It's very cold outside, just eight degrees, and the air is completely still. Snow quilts roofs and gardens, and the new daylight is as pale as an Arctic hare. Somehow I managed to sleep in till quarter of seven this morning, a rare luxury, and now I am drinking black coffee in a little house with a patched roof, ensconced in the pleasures of being warm.

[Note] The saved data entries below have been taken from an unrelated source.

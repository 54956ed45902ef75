//! R-tree over an [`IndexStorage`].
//!
//! Key properties:
//! - Nodes hold between m and M items (the root may hold fewer)
//! - Internal nodes cache their children's bounds, so a query only loads
//!   the pages it descends into
//! - Overflow splits the node (quadratic or linear seeds) and propagates up
//!   through parent ids; a root split adds a level
//! - Underflow after a delete dissolves the node and reinserts its entries
//!
//! The same code runs on [`MemoryStorage`] and on [`PagedStorage`]; the
//! storage decides where nodes live.

mod split;

use std::cmp::Ordering;
use std::collections::BinaryHeap;
use std::path::Path;
use std::sync::Arc;

use parking_lot::Mutex;

use crate::config::{IndexConfig, PagedOptions};
use crate::entry::Entry;
use crate::node::{ChildRef, Node, TreeContents, TreeNode};
use crate::query::{IteratorRegistry, LazyQueryIterator, QueryMode};
use crate::region::Region;
use crate::storage::{page_file, IndexStorage, IntegrityReport, MemoryStorage, PagedStorage};
use crate::types::{ConfigError, IndexError, IndexResult, NodeId, PayloadHandle, StorageStats};
use crate::visitor::{self, NodeVisitor, VisitSummary, WindowVisitor};

pub struct RTreeIndex<S: IndexStorage = MemoryStorage> {
    config: IndexConfig,
    storage: Arc<Mutex<S>>,
    iterators: IteratorRegistry,
}

impl RTreeIndex<MemoryStorage> {
    pub fn in_memory(config: IndexConfig) -> IndexResult<Self> {
        Self::with_storage(config, MemoryStorage::new())
    }
}

impl RTreeIndex<PagedStorage> {
    /// Creates a new paged R-tree file at `path`, replacing any existing one.
    pub fn create_paged(
        path: impl AsRef<Path>,
        config: IndexConfig,
        options: PagedOptions,
    ) -> IndexResult<Self> {
        config.validate()?;
        Self::check_page_fit(&config, options.page_size)?;
        let storage = PagedStorage::create(path, options)?;
        Self::with_storage(config, storage)
    }

    /// Reopens a paged R-tree; the layout is read back from the file.
    pub fn open_paged(path: impl AsRef<Path>, options: PagedOptions) -> IndexResult<Self> {
        let storage = PagedStorage::open(path, options)?;
        let config = storage
            .layout()
            .ok_or_else(|| ConfigError::LayoutMismatch("file holds no R-tree layout".into()))?;
        Self::with_storage(config, storage)
    }

    pub fn check_integrity(&self) -> IndexResult<IntegrityReport> {
        Ok(self.storage.lock().check_integrity()?)
    }
}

Yesterday I shipped out an editing project to the press, did house and shopping chores, made orange sorbet, spent the afternoon playing music, then came home to cook dinner (red-bean chili with cornmeal dumplings; a beet and carrot salad; the aforementioned sorbet) and chatter with T. Today I'll spend time with my friend Betsy's poem drafts. I'll get started on my garden-seed orders. I'll fold laundry. I'll do a little more sorting/cleaning/culling in the basement. I might work on a poem. I'll go for a walk and light the wood stove and drink a lot of ginger tea and make parmesan chicken for dinner. It will be an easygoing, this-n-that sort of day, the calm before the storm of P's arrival tomorrow, his infectious angst over playoff football, the flurry of driving north to Monson, and then our big teaching day together.
I can't explain how good it feels to be playing music with familiar people again. Losing my band was one of the giant sadnesses of moving away from Harmony. I could blame the pandemic for stifling my musical life, but the fact is that I am essentially unable to enter the open mic/jam circuit and put myself out to play with strangers. That kind of situation makes me very anxious. The only reason I started playing with Doughty Hill was because I was coaxed into it by a group of local regular central Maine guys who were extraordinarily gentle and patient. They taught me how to use my instrument in this brand-new setting, and they never made me feel embarrassed about my band-skills ignorance or my classical training.
Now we're prepping for one specific performance. I have no idea if I'll be able to keep playing with them after it's over. I hope so; but if not, at least I had this little blip of contentment . . . the uncanny joy of concentrating on sound, a circle of listeners, lines weaving in and among one another, an awareness that transcends mere attention, that rises up from the bones of our hands. It is unlike anything else I do in my life, and it is one of the oldest things I do. I first held a violin when I was six years old. Our relationship may be fraught, but it is also very, very long.
1 comment:
Musical conversations never end, they just pause. And each time we resume them, we find that we have soemthing new to add, to recount, and to lend our fellow musicians.